[Start of Attachment]
use std::cell::RefCell;
use std::rc::Rc;
use std::sync::mpsc;
use std::time::Duration;

use gtk4 as gtk;
use libadwaita as adw;

use adw::prelude::*;
use gtk::glib;

use support_gtk::settings::{AppSettings, save_app_settings};
use support_gtk::state::{CatalogController, CatalogMessage};

use crate::ui::build_updates_page;

const MESSAGE_POLL_INTERVAL: Duration = Duration::from_millis(100);

pub(crate) fn build_ui(app: &adw::Application, settings: &AppSettings) {
    let settings = Rc::new(RefCell::new(settings.clone()));
    let (initial_width, initial_height) = {
        let settings = settings.borrow();
        (
            settings.window_width.unwrap_or(720),
            settings.window_height.unwrap_or(560),
        )
    };

    let window = adw::ApplicationWindow::builder()
        .application(app)
        .title("Support")
        .default_width(initial_width)
        .default_height(initial_height)
        .build();

    let root_box = gtk::Box::new(gtk::Orientation::Vertical, 0);
    window.set_content(Some(&root_box));

    let header_bar = adw::HeaderBar::new();
    header_bar.set_title_widget(Some(&adw::WindowTitle::new("Support", "App Catalog")));
    root_box.append(&header_bar);

    let (page, widgets) = build_updates_page();
    root_box.append(&page);

    let (sender, receiver) = mpsc::channel::<CatalogMessage>();
    let controller = Rc::new(CatalogController::from_settings(&settings.borrow(), sender));
    let widgets = Rc::new(widgets);

    {
        let controller_weak = Rc::downgrade(&controller);
        let widgets = widgets.clone();
        controller.connect_changed(move |state| {
            let Some(controller) = controller_weak.upgrade() else {
                return;
            };
            widgets.render(state, controller.catalog_installed(), &controller_weak);
        });
    }

    // Worker results are applied here, on the GLib main context.
    let controller_clone = controller.clone();
    glib::timeout_add_local(MESSAGE_POLL_INTERVAL, move || {
        while let Ok(msg) = receiver.try_recv() {
            controller_clone.handle_message(msg);
        }
        glib::ControlFlow::Continue
    });

    for button in [&widgets.check_button, &widgets.refresh_button] {
        let controller_weak = Rc::downgrade(&controller);
        button.connect_clicked(move |_| {
            if let Some(controller) = controller_weak.upgrade() {
                controller.check_updates();
            }
        });
    }

    {
        let controller_weak = Rc::downgrade(&controller);
        let settings = settings.clone();
        widgets.visible_switch.connect_active_notify(move |switch| {
            let visible = switch.is_active();
            settings.borrow_mut().show_app_updates = visible;
            if let Some(controller) = controller_weak.upgrade() {
                controller.set_show_app_updates(visible);
            }
        });
    }

    let settings_for_close = settings.clone();
    window.connect_close_request(move |win| {
        let width = win.width();
        let height = win.height();
        if width > 0 && height > 0 {
            let mut data = settings_for_close.borrow_mut();
            data.window_width = Some(width);
            data.window_height = Some(height);
        }
        if let Err(err) = save_app_settings(&settings_for_close.borrow()) {
            log::warn!("Failed to save settings: {}", err);
        }
        glib::Propagation::Proceed
    });

    widgets.render(
        &controller.snapshot(),
        controller.catalog_installed(),
        &Rc::downgrade(&controller),
    );
    if controller.show_app_updates() {
        controller.check_updates();
    }

    window.present();
}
[End of Attachment]
#### INSTRUCTIONS TO FOLLOW
Filter the records down to the lines that contain the string "Some", and copy those lines.

#### TASK OUTPUT
    window.set_content(Some(&root_box));
    header_bar.set_title_widget(Some(&adw::WindowTitle::new("Support", "App Catalog")));
            let Some(controller) = controller_weak.upgrade() else {
            if let Some(controller) = controller_weak.upgrade() {
            if let Some(controller) = controller_weak.upgrade() {
            data.window_width = Some(width);
            data.window_height = Some(height);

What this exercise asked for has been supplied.